Association Between Myasthenia Gravis and Systemic Lupus Erythematosus as a Comorbid State

Abstract

Systemic lupus erythematosus (SLE) and myasthenia gravis (MG) are autoimmune states which have presentational similitude. Both conditions test serologically positive for anti-nuclear antibodies and require exceptional differential diagnostic acumen to segregate one from the other. The hypothesized factors provoking these diseases may be immunological, genetic, hormonal, or environmental and can be better understood by large-scale controlled epidemiological studies. Biochemical factors such as variation in CXC (an α chemokine subfamily), CXCL13, and granulocyte-macrophage colony-stimulating factor levels are assumed to play a pivotal role in the pathogenesis of SLE and MG; however, further studies are required to understand their exact mechanism and effect on the underlying autoimmune diseases.
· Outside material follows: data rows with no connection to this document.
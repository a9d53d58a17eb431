use crate::{ObserverHandle, SharedObserver, Subject, SubjectError};

/// Errors raised while bringing up an input source.
#[derive(Debug, thiserror::Error)]
pub enum InputError {
    #[error("input source failed to initialize: {0}")]
    InitFailed(String),
}

/// Relative pointer motion accumulated since the last read.
#[derive(Debug, Clone, Copy, Default, PartialEq)]
pub struct MouseDelta {
    pub dx: f64,
    pub dy: f64,
}

impl MouseDelta {
    pub fn new(dx: f64, dy: f64) -> Self {
        Self { dx, dy }
    }

    pub fn accumulate(&mut self, dx: f64, dy: f64) {
        self.dx += dx;
        self.dy += dy;
    }

    /// Return the accumulated motion and reset it to zero.
    pub fn take(&mut self) -> Self {
        std::mem::take(self)
    }
}

/// Capability interface for anything that produces [`Event`](crate::Event)s.
///
/// Sources own a [`Subject`] and push every polled event through it
/// synchronously, so the game loop only depends on this trait and a test
/// double can stand in for a real window.
pub trait InputSource {
    fn init(&mut self) -> Result<(), InputError>;

    /// The subject events are dispatched through.
    fn subject_mut(&mut self) -> &mut Subject;

    fn add_observer(&mut self, observer: &SharedObserver) -> Result<ObserverHandle, SubjectError> {
        self.subject_mut().add_observer(observer)
    }

    fn remove_observer(&mut self, handle: ObserverHandle) -> Result<(), SubjectError> {
        self.subject_mut().remove_observer(handle)
    }

    /// Drain pending events and push each one to the observers.
    /// Never blocks waiting for new input. Returns the number of events.
    fn poll_events(&mut self) -> usize;

    /// Pointer motion since the previous call. Reading resets the counter.
    fn mouse_delta(&mut self) -> MouseDelta;

    fn cleanup(&mut self) {}
}

#[cfg(test)]
mod tests {
    use super::*;

    #[test]
    fn take_resets_delta() {
        let mut d = MouseDelta::default();
        d.accumulate(3.0, -1.0);
        d.accumulate(2.0, 0.5);
        assert_eq!(d.take(), MouseDelta::new(5.0, -0.5));
        assert_eq!(d, MouseDelta::default());
    }
}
Following this, another precipitating factor for this overlap is believed to be thymectomy which is performed to eliminate MG symptoms. Although thymectomy is the effective treatment modality in MG patients, other findings and data support the view that this procedure may lead to the development of other autoimmune states such as SLE. It is evident from previously published data and case reports that patients with one autoimmune disease who underwent thymectomy contracted SLE and became more susceptible to other autoimmune diseases compared to the general population. Post-thymectomy follow-up of patients provides us with mechanistic clues for understanding the development of SLE-MG overlap; hence, in MG patients who have undergone thymectomy, any clinical and immune serological SLE suspicion should be carefully evaluated.